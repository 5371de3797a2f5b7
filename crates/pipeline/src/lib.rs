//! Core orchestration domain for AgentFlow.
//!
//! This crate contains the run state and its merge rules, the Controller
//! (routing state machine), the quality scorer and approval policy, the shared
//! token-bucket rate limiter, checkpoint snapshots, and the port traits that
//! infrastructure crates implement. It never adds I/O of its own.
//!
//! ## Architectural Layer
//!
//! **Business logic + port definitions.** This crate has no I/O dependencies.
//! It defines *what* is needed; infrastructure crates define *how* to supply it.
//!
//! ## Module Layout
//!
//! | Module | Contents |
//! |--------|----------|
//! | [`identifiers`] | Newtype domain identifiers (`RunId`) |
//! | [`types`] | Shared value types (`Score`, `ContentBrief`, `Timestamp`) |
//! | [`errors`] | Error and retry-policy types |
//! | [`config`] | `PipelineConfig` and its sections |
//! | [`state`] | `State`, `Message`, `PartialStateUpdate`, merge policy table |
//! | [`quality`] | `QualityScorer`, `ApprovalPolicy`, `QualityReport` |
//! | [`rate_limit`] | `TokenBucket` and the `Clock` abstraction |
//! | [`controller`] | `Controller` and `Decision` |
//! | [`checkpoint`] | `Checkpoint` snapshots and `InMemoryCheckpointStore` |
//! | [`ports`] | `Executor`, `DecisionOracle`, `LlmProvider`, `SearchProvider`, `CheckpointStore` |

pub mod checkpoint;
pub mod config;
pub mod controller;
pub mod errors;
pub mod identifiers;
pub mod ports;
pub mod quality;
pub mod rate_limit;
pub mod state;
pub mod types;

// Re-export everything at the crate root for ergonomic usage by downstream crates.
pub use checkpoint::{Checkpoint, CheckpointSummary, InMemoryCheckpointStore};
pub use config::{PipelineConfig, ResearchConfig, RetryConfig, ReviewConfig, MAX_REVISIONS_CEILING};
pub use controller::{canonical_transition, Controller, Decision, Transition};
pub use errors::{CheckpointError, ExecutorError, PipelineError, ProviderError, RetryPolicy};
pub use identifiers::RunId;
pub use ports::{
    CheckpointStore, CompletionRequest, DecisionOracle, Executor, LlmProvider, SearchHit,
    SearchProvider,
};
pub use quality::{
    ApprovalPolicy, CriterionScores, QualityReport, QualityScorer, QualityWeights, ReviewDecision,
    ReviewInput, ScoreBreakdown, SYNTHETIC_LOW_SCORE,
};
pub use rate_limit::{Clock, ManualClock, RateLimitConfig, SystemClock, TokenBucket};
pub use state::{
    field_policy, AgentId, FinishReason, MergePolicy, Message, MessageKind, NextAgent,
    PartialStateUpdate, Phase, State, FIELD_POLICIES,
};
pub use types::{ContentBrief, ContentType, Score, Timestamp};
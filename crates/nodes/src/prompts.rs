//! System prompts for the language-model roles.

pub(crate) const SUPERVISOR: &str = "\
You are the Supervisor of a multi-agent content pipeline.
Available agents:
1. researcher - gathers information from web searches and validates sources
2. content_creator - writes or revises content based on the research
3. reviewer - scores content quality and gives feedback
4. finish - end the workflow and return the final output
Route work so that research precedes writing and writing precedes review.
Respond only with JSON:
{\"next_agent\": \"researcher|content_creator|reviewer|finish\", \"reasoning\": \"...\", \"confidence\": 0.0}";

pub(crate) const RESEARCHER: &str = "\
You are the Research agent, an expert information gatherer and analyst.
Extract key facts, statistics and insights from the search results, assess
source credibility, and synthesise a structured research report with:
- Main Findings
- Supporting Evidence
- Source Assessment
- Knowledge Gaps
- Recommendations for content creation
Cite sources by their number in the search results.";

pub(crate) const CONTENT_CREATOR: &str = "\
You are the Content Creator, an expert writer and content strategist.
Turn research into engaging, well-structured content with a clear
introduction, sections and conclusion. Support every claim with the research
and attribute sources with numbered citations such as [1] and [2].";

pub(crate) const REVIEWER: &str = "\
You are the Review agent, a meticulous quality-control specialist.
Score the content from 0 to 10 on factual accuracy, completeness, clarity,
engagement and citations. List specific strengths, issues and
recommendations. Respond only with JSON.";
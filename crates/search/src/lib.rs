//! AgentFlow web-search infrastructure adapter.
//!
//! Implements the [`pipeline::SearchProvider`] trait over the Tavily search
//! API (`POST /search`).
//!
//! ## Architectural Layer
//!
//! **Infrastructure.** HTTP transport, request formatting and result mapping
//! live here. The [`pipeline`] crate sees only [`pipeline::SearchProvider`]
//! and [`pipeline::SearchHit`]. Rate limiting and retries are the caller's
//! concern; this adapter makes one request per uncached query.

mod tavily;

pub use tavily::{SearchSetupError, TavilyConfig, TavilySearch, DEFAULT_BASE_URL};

-.-.-

Instructions for the task:
Write out, exactly as given, the line containing "Score the content" and every line after it to the end of the records. Include nothing else.

Exercise result:
Score the content from 0 to 10 on factual accuracy, completeness, clarity,
engagement and citations. List specific strengths, issues and
recommendations. Respond only with JSON.";
filename crates/search/src/lib.rs
//! AgentFlow web-search infrastructure adapter.
//!
//! Implements the [`pipeline::SearchProvider`] trait over the Tavily search
//! API (`POST /search`).
//!
//! ## Architectural Layer
//!
//! **Infrastructure.** HTTP transport, request formatting and result mapping
//! live here. The [`pipeline`] crate sees only [`pipeline::SearchProvider`]
//! and [`pipeline::SearchHit`]. Rate limiting and retries are the caller's
//! concern; this adapter makes one request per uncached query.

mod tavily;

pub use tavily::{SearchSetupError, TavilyConfig, TavilySearch, DEFAULT_BASE_URL};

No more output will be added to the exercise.